8. The moving object detection method of claim 7 wherein the moving object detection algorithm comprises a motion coding module and a moving object detection module, and wherein supervised training of the moving object detection algorithm with the annotation location information and annotation class to determine the set of modulation signals comprises:

encoding, by the motion encoding module, the training image sequence using an encoding signal set to obtain a training encoded image;

carrying out object detection on the training coded image by using the moving object detection module to obtain a detection result; and

and performing supervision training on the detection result by using the labeled position information and the labeled category to obtain a trained coded signal set, and determining the trained coded signal set as the modulation signal set.

9. The moving object detection method of claim 8, wherein encoding, with the motion encoding module, the sequence of training images using the set of encoded signals to obtain training encoded images comprises:

and multiplying the coding signals in the coding signal set with corresponding training images in the training image sequence pixel by pixel respectively, and summing the multiplication results to obtain the training coding images.

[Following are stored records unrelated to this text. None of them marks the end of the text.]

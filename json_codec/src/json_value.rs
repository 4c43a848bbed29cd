use std::{fmt, ops::Index, str::FromStr};

use indexmap::IndexMap;

use crate::{
    parser::{self, DeserializeError},
    serializer::{self, Style},
};

/// Object members, kept in the order they were first inserted.
pub type Map = IndexMap<String, JsonValue>;

static NULL: JsonValue = JsonValue::Null;

/// A parsed JSON document.
///
/// Numbers are always stored as `f64`, integer views are derived on demand. Object
/// equality ignores member order.
#[derive(Debug, Clone, PartialEq, Default)]
pub enum JsonValue {
    Object(Map),
    Array(Vec<JsonValue>),

    String(String),
    Number(f64),
    Bool(bool),
    #[default]
    Null,
}

impl JsonValue {
    pub fn from_bool(value: bool) -> Self {
        Self::Bool(value)
    }

    pub fn from_number(value: f64) -> Self {
        Self::Number(value)
    }

    pub fn from_string(value: impl Into<String>) -> Self {
        Self::String(value.into())
    }

    pub fn from_array(value: Vec<JsonValue>) -> Self {
        Self::Array(value)
    }

    pub fn from_object(value: Map) -> Self {
        Self::Object(value)
    }

    pub fn is_null(&self) -> bool {
        matches!(self, Self::Null)
    }

    pub fn as_bool(&self) -> Option<bool> {
        match self {
            Self::Bool(b) => Some(*b),
            _ => None,
        }
    }

    pub fn as_f64(&self) -> Option<f64> {
        match self {
            Self::Number(n) => Some(*n),
            _ => None,
        }
    }

    /// Integer view of a number, only when it has no fractional part and fits in an `i64`.
    pub fn as_i64(&self) -> Option<i64> {
        let n = self.as_f64()?;
        // 2^63 itself is not representable as i64, hence the exclusive upper bound
        if n.fract() == 0.0 && n >= i64::MIN as f64 && n < i64::MAX as f64 {
            Some(n as i64)
        } else {
            None
        }
    }

    /// Like [`JsonValue::as_i64`] but for non-negative numbers that fit in a `u64`.
    pub fn as_u64(&self) -> Option<u64> {
        let n = self.as_f64()?;
        if n.fract() == 0.0 && n >= 0.0 && n < u64::MAX as f64 {
            Some(n as u64)
        } else {
            None
        }
    }

    pub fn as_str(&self) -> Option<&str> {
        match self {
            Self::String(s) => Some(s),
            _ => None,
        }
    }

    pub fn as_array(&self) -> Option<&Vec<JsonValue>> {
        match self {
            Self::Array(a) => Some(a),
            _ => None,
        }
    }

    pub fn as_object(&self) -> Option<&Map> {
        match self {
            Self::Object(o) => Some(o),
            _ => None,
        }
    }

    /// Member lookup, `None` for missing keys and non-objects.
    pub fn get(&self, key: &str) -> Option<&JsonValue> {
        self.as_object()?.get(key)
    }

    /// Element lookup, `None` when out of range and for non-arrays.
    pub fn get_index(&self, index: usize) -> Option<&JsonValue> {
        self.as_array()?.get(index)
    }

    pub fn type_name(&self) -> &'static str {
        match self {
            Self::Null => "null",
            Self::Bool(_) => "boolean",
            Self::Number(_) => "number",
            Self::String(_) => "string",
            Self::Array(_) => "array",
            Self::Object(_) => "object",
        }
    }

    pub fn serialize(&self, style: Style) -> String {
        serializer::serialize(self, style)
    }
}

// Missing entries index to `Null` so lookups can be chained
impl Index<usize> for JsonValue {
    type Output = JsonValue;

    fn index(&self, index: usize) -> &Self::Output {
        self.get_index(index).unwrap_or(&NULL)
    }
}

impl Index<&str> for JsonValue {
    type Output = JsonValue;

    fn index(&self, key: &str) -> &Self::Output {
        self.get(key).unwrap_or(&NULL)
    }
}

/// Compact output by default, `{:#}` selects the pretty style.
impl fmt::Display for JsonValue {
    fn fmt(&self, f: &mut fmt::Formatter<'_>) -> fmt::Result {
        let style = if f.alternate() {
            Style::Pretty
        } else {
            Style::Compact
        };

        f.write_str(&self.serialize(style))
    }
}

impl FromStr for JsonValue {
    type Err = DeserializeError;

    fn from_str(s: &str) -> Result<Self, Self::Err> {
        parser::from_str(s)
    }
}

impl From<bool> for JsonValue {
    fn from(value: bool) -> Self {
        Self::Bool(value)
    }
}

impl From<f64> for JsonValue {
    fn from(value: f64) -> Self {
        Self::Number(value)
    }
}

impl From<f32> for JsonValue {
    fn from(value: f32) -> Self {
        Self::Number(value.into())
    }
}

macro_rules! from_integer {
    ($($ty:ty),*) => {
        $(
            impl From<$ty> for JsonValue {
                fn from(value: $ty) -> Self {
                    Self::Number(value as f64)
                }
            }
        )*
    };
}

from_integer!(i8, i16, i32, i64, isize, u8, u16, u32, u64, usize);

impl From<&str> for JsonValue {
    fn from(value: &str) -> Self {
        Self::String(value.to_string())
    }
}

impl From<String> for JsonValue {
    fn from(value: String) -> Self {
        Self::String(value)
    }
}

impl<T: Into<JsonValue>> From<Vec<T>> for JsonValue {
    fn from(value: Vec<T>) -> Self {
        Self::Array(value.into_iter().map(Into::into).collect())
    }
}

impl From<Map> for JsonValue {
    fn from(value: Map) -> Self {
        Self::Object(value)
    }
}

impl<T: Into<JsonValue>> From<Option<T>> for JsonValue {
    fn from(value: Option<T>) -> Self {
        value.map_or(Self::Null, Into::into)
    }
}

impl<T: Into<JsonValue>> FromIterator<T> for JsonValue {
    fn from_iter<I: IntoIterator<Item = T>>(iter: I) -> Self {
        Self::Array(iter.into_iter().map(Into::into).collect())
    }
}

#[cfg(test)]
mod tests {
    use super::*;

    fn object<const N: usize>(members: [(&str, JsonValue); N]) -> JsonValue {
        JsonValue::Object(members.into_iter().map(|(k, v)| (k.to_string(), v)).collect())
    }

    #[test]
    fn test_constructors() {
        assert_eq!(JsonValue::Bool(true), JsonValue::from_bool(true));
        assert_eq!(JsonValue::Number(1.5), JsonValue::from_number(1.5));
        assert_eq!(JsonValue::String("a".to_string()), JsonValue::from_string("a"));
        assert_eq!(JsonValue::Array(vec![]), JsonValue::from_array(vec![]));
        assert_eq!(JsonValue::Object(Map::new()), JsonValue::from_object(Map::new()));
        assert_eq!(JsonValue::Null, JsonValue::default());
    }

    #[test]
    fn test_from_impls() {
        assert_eq!(JsonValue::Number(3.0), JsonValue::from(3u8));
        assert_eq!(JsonValue::Number(-3.0), JsonValue::from(-3i64));
        assert_eq!(JsonValue::Null, JsonValue::from(None::<bool>));
        assert_eq!(
            JsonValue::Array(vec![JsonValue::Number(1.0), JsonValue::Number(2.0)]),
            JsonValue::from(vec![1, 2])
        );

        let value: JsonValue = ["a", "b"].into_iter().collect();
        assert_eq!(JsonValue::from(vec!["a", "b"]), value);
    }

    #[test]
    fn test_integer_view() {
        assert_eq!(Some(100), JsonValue::Number(100.0).as_i64());
        assert_eq!(Some(-7), JsonValue::Number(-7.0).as_i64());
        assert_eq!(None, JsonValue::Number(0.5).as_i64());
        assert_eq!(None, JsonValue::Number(1e19).as_i64());
        assert_eq!(Some(10_000_000_000_000_000_000), JsonValue::Number(1e19).as_u64());
        assert_eq!(None, JsonValue::Number(-1.0).as_u64());
        assert_eq!(None, JsonValue::Number(f64::NAN).as_i64());
        assert_eq!(None, JsonValue::String("1".to_string()).as_i64());
    }

    #[test]
    fn test_accessors() {
        assert!(JsonValue::Null.is_null());
        assert_eq!(Some(false), JsonValue::Bool(false).as_bool());
        assert_eq!(Some(0.01), JsonValue::Number(0.01).as_f64());
        assert_eq!(Some("x"), JsonValue::String("x".to_string()).as_str());
        assert_eq!(None, JsonValue::Null.as_array());
        assert_eq!(None, JsonValue::Array(vec![]).as_object());
    }

    #[test]
    fn test_index_chains_to_null() {
        let value = JsonValue::Array(vec![
            JsonValue::from("foo bar"),
            object([("id", JsonValue::from(1))]),
        ]);

        assert_eq!(Some("foo bar"), value[0].as_str());
        assert_eq!(Some(1), value[1]["id"].as_i64());
        assert!(value[3].is_null());
        assert!(value["no"]["such"]["value"].is_null());
        assert_eq!(None, value.get_index(2));
        assert_eq!(None, value.get("id"));
    }

    #[test]
    fn test_object_equality_ignores_order() {
        let first = object([("a", JsonValue::from(1)), ("b", JsonValue::from(2))]);
        let second = object([("b", JsonValue::from(2)), ("a", JsonValue::from(1))]);
        assert_eq!(first, second);
    }

    #[test]
    fn test_structural_inequality() {
        assert_ne!(JsonValue::Null, JsonValue::Bool(false));
        assert_ne!(JsonValue::Number(1.0), JsonValue::String("1".to_string()));
        assert_ne!(JsonValue::Number(f64::NAN), JsonValue::Number(f64::NAN));
        assert_eq!(JsonValue::Number(0.0), JsonValue::Number(-0.0));
        assert_ne!(JsonValue::from(vec![1, 2]), JsonValue::from(vec![2, 1]));
    }

    #[test]
    fn test_type_names() {
        assert_eq!("null", JsonValue::Null.type_name());
        assert_eq!("boolean", JsonValue::Bool(false).type_name());
        assert_eq!("number", JsonValue::Number(0.0).type_name());
        assert_eq!("string", JsonValue::String(String::new()).type_name());
        assert_eq!("array", JsonValue::Array(vec![]).type_name());
        assert_eq!("object", JsonValue::Object(Map::new()).type_name());
    }

    #[test]
    fn test_display() {
        let value = JsonValue::from(vec![JsonValue::from(true), JsonValue::Null]);
        assert_eq!("[true,null]", value.to_string());
        assert_eq!("[\n  true,\n  null\n]", format!("{value:#}"));
    }
}
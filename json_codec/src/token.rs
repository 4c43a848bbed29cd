use std::fmt;

/// Location of a character in the source.
///
/// `offset` is a byte offset, `line` and `column` are 1-based and the column counts
/// Unicode scalars rather than bytes.
#[derive(Debug, Clone, Copy, PartialEq, Eq, PartialOrd, Ord, Hash)]
pub struct Position {
    pub offset: usize,
    pub line: usize,
    pub column: usize,
}

impl Position {
    pub const START: Position = Position {
        offset: 0,
        line: 1,
        column: 1,
    };
}

impl Default for Position {
    fn default() -> Self {
        Self::START
    }
}

/// Lexemes borrow from the source text.
#[derive(Debug, Clone, PartialEq)]
pub struct Token<'a> {
    pub kind: TokenKind,
    pub position: Position,
    pub lexeme: &'a str,
}

impl<'a> Token<'a> {
    pub fn init(kind: TokenKind, position: Position, lexeme: &'a str) -> Self {
        Self {
            kind,
            position,
            lexeme,
        }
    }
}

#[derive(Debug, Clone, PartialEq)]
pub enum TokenKind {
    LCurlyBracket,
    RCurlyBracket,

    LBracket,
    RBracket,

    Colon,
    Comma,

    String(String),
    Number(f64),
    Bool(bool),
    Null,
}

impl TokenKind {
    /// Whether two kinds are the same token type, ignoring any payload.
    pub fn same_kind(&self, other: &TokenKind) -> bool {
        std::mem::discriminant(self) == std::mem::discriminant(other)
    }
}

impl fmt::Display for TokenKind {
    fn fmt(&self, f: &mut fmt::Formatter<'_>) -> fmt::Result {
        match self {
            TokenKind::LCurlyBracket => f.write_str("'{'"),
            TokenKind::RCurlyBracket => f.write_str("'}'"),
            TokenKind::LBracket => f.write_str("'['"),
            TokenKind::RBracket => f.write_str("']'"),
            TokenKind::Colon => f.write_str("':'"),
            TokenKind::Comma => f.write_str("','"),
            TokenKind::String(_) => f.write_str("string"),
            TokenKind::Number(_) => f.write_str("number"),
            TokenKind::Bool(_) => f.write_str("boolean"),
            TokenKind::Null => f.write_str("null"),
        }
    }
}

10. A moving object detecting device comprising:

the imaging lens is configured to receive an optical signal from a scene to be detected and perform optical imaging on the scene to be detected by using the optical signal to generate an imaging optical signal of the scene to be detected, wherein the scene to be detected comprises a moving object to be detected;

an encoding unit configured to sequentially modulate the imaging light signal with a modulation signal in a modulation signal set to generate a modulated light signal within a predetermined period of time, and generate an encoded image based on the modulated light signal; and

a detection unit configured to detect the coded image using a moving object detection algorithm matching the set of modulation signals to identify the object to be detected in the coded image.